A critical security vulnerability (CVE-2020-6796) was discovered in Mozilla Firefox versions prior to 73 and Firefox ESR versions prior to 68.5. The vulnerability was identified and reported by Thomas Imbert in February 2020. It involved a missing bounds check in the parent process's shared memory handling related to crash reporting functionality (Mozilla Advisory, NVD).

The vulnerability stems from a lack of validation on array indices when reading shared memory in the CrashReporterMetadataShmem::ReadAppNotes function. A content process could modify shared memory relating to crash reporting information and trigger an out-of-bounds write operation. The issue was assigned a CVSS v3.1 base score of 8.8 (HIGH) with the vector string CVSS:3.1/AV:N/AC:L/PR:N/UI:R/S:U/C:H/I:H/A:H, indicating high impact on confidentiality, integrity, and availability (NVD).

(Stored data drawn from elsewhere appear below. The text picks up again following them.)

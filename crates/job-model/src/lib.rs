//! camreel Job Model
//!
//! Defines the core data contracts of the job pipeline:
//! - **Job:** one unit of work (a camera download or a file conversion)
//! - **Status:** the state machine every job moves through
//! - **Queue:** the ordered, duplicate-free list of jobs with the
//!   single-active-job rule
//! - **Snapshot:** the opaque persisted form of the queue
//! - **Events:** the observation-only progress surface
//!
//! Jobs spawned from a download copy their publish metadata at spawn time;
//! no job holds a reference to another.

pub mod event;
pub mod job;
pub mod queue;
pub mod snapshot;

pub use event::*;
pub use job::*;
pub use queue::*;
pub use snapshot::*;
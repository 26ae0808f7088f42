//! Observation-only progress events.
//!
//! Events are copies of job state at emission time. Nothing received through
//! this surface can change a job.

use std::path::PathBuf;

use serde::{Deserialize, Serialize};

use crate::job::{Job, JobId, JobStatus};
use crate::queue::StatusCounts;

/// One job's state change or progress tick.
#[derive(Debug, Clone, PartialEq, Serialize, Deserialize)]
pub struct JobEvent {
    pub job_id: JobId,
    pub status: JobStatus,
    /// Stage progress `[0, 1]`.
    pub progress: f64,
    /// Human-readable detail (error cause, skip reason, stage name).
    #[serde(default, skip_serializing_if = "Option::is_none")]
    pub message: Option<String>,
    /// Remaining seconds of the current stage, when known.
    #[serde(default, skip_serializing_if = "Option::is_none")]
    pub eta_secs: Option<f64>,
}

impl JobEvent {
    pub fn of(job: &Job) -> Self {
        Self {
            job_id: job.id,
            status: job.status(),
            progress: job.progress(),
            message: job.error.clone(),
            eta_secs: None,
        }
    }

    pub fn with_message(mut self, message: impl Into<String>) -> Self {
        self.message = Some(message.into());
        self
    }

    pub fn with_eta(mut self, eta_secs: Option<f64>) -> Self {
        self.eta_secs = eta_secs;
        self
    }
}

/// Aggregate state of the current batch.
#[derive(Debug, Clone, PartialEq, Serialize, Deserialize)]
pub struct BatchSummary {
    /// Jobs in a terminal status.
    pub completed: usize,
    pub total: usize,
    #[serde(default, skip_serializing_if = "Option::is_none")]
    pub eta_secs: Option<f64>,
    /// Encoder used by the running transcode, if any.
    #[serde(default, skip_serializing_if = "Option::is_none")]
    pub active_encoder: Option<String>,
}

impl BatchSummary {
    pub fn from_counts(counts: &StatusCounts) -> Self {
        Self {
            completed: counts.finished(),
            total: counts.total(),
            eta_secs: None,
            active_encoder: None,
        }
    }
}

/// Everything the orchestrator reports outward.
#[derive(Debug, Clone, PartialEq, Serialize, Deserialize)]
#[serde(tag = "event", rename_all = "snake_case")]
pub enum PipelineEvent {
    Job(JobEvent),
    Batch(BatchSummary),
    /// Non-fatal information worth surfacing, such as an encoder fallback.
    Notice { job_id: Option<JobId>, message: String },
    /// A merge group was concatenated.
    Merged { output: PathBuf, parts: usize },
    /// Merge group failed; the parts themselves are unaffected.
    MergeFailed { output: PathBuf, message: String },
    /// The queue has no eligible work left.
    Idle(BatchSummary),
}

impl PipelineEvent {
    /// Job this event concerns, if any.
    pub fn job_id(&self) -> Option<JobId> {
        match self {
            PipelineEvent::Job(e) => Some(e.job_id),
            PipelineEvent::Notice { job_id, .. } => *job_id,
            _ => None,
        }
    }
}

#[cfg(test)]
mod tests {
    use super::*;
    use crate::queue::JobQueue;

    #[test]
    fn test_job_event_copies_state() {
        let mut queue = JobQueue::new();
        let ids = queue.add_files(["a.mjpg"]);
        queue.fail(ids[0], "exit code 1").unwrap();
        let event = JobEvent::of(queue.get(ids[0]).unwrap());
        assert_eq!(event.status, JobStatus::Error);
        assert_eq!(event.message.as_deref(), Some("exit code 1"));
    }

    #[test]
    fn test_summary_counts_terminal_jobs() {
        let mut queue = JobQueue::new();
        let ids = queue.add_files(["a.mjpg", "b.mjpg", "c.mjpg"]);
        queue.set_status(ids[0], JobStatus::Running).unwrap();
        queue.set_status(ids[0], JobStatus::Skipped).unwrap();
        queue.fail(ids[1], "x").unwrap();
        let summary = BatchSummary::from_counts(&queue.counts());
        assert_eq!(summary.completed, 2);
        assert_eq!(summary.total, 3);
    }

    #[test]
    fn test_event_serializes_with_tag() {
        let event = PipelineEvent::Notice {
            job_id: None,
            message: "falling back to libx264".to_string(),
        };
        let json = serde_json::to_string(&event).unwrap();
        assert!(json.contains(r#""event":"notice""#));
    }
}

The vulnerability could lead to memory corruption and potentially exploitable crashes. If successfully exploited, it could allow an attacker to execute arbitrary code with the privileges of the Firefox process, effectively escaping the browser's sandbox protection. This could potentially lead to complete system compromise (Mozilla Advisory, Gentoo Advisory).

The vulnerability was fixed in Firefox 73.0 and Firefox ESR 68.5. Users are advised to upgrade to these or later versions. The fix involved adding proper bounds checking to prevent out-of-bounds access in the shared memory handling code. Various Linux distributions also released security updates to address this vulnerability (Ubuntu Notice, Gentoo Advisory).